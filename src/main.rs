//! modoc - 模块文档生成器
//!
//! 扫描配置中的项目，按文件或目录分组，调用 LLM 生成结构化摘要，
//! 渲染为 Markdown 页面并输出供静态前端使用的索引。

use anyhow::Context;
use clap::Parser;
use std::path::PathBuf;
use tracing::info;
use tracing_subscriber::{layer::SubscriberExt, util::SubscriberInitExt};

mod config;
mod error;
mod llm;
mod services;
mod state;

use config::AppConfig;
use services::doc_generator::DocPipeline;
use state::AppContext;

/// 命令行参数
#[derive(Debug, Parser)]
#[command(name = "modoc", version, about = "Generate per-module documentation with an LLM")]
struct Cli {
    /// 配置文件路径
    #[arg(short, long, default_value = "config.json", env = "MODOC_CONFIG")]
    config: PathBuf,

    /// 输出根目录（每次运行都会被清空）
    #[arg(short, long, default_value = "./docs")]
    output: PathBuf,
}

/// 在 Windows 上设置控制台代码页为 UTF-8
#[cfg(windows)]
fn setup_console_encoding() {
    unsafe {
        // 设置控制台输出代码页为 UTF-8 (65001)
        extern "system" {
            fn SetConsoleOutputCP(code_page: u32) -> i32;
            fn SetConsoleCP(code_page: u32) -> i32;
        }
        SetConsoleOutputCP(65001);
        SetConsoleCP(65001);
    }
}

#[cfg(not(windows))]
fn setup_console_encoding() {}

#[tokio::main]
async fn main() -> anyhow::Result<()> {
    setup_console_encoding();

    // 初始化日志
    tracing_subscriber::registry()
        .with(
            tracing_subscriber::EnvFilter::try_from_default_env()
                .unwrap_or_else(|_| "modoc=info".into()),
        )
        .with(tracing_subscriber::fmt::layer())
        .init();

    let cli = Cli::parse();

    let config = AppConfig::load(&cli.config)
        .with_context(|| format!("failed to load configuration {}", cli.config.display()))?;

    info!("Loading generation backend...");
    let ctx = AppContext::from_config(&config, cli.output.clone())
        .context("failed to initialise generation backend")?;

    let summary = DocPipeline::new(&ctx)
        .run(&config.projects)
        .await
        .context("documentation run aborted")?;

    info!(
        "Done: {} pages written, {} modules failed",
        summary.written_units, summary.failed_units
    );
    Ok(())
}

+++++

When a line in the listing includes the word "SetConsoleCP", report that line in full.

            fn SetConsoleCP(code_page: u32) -> i32;
        SetConsoleCP(65001);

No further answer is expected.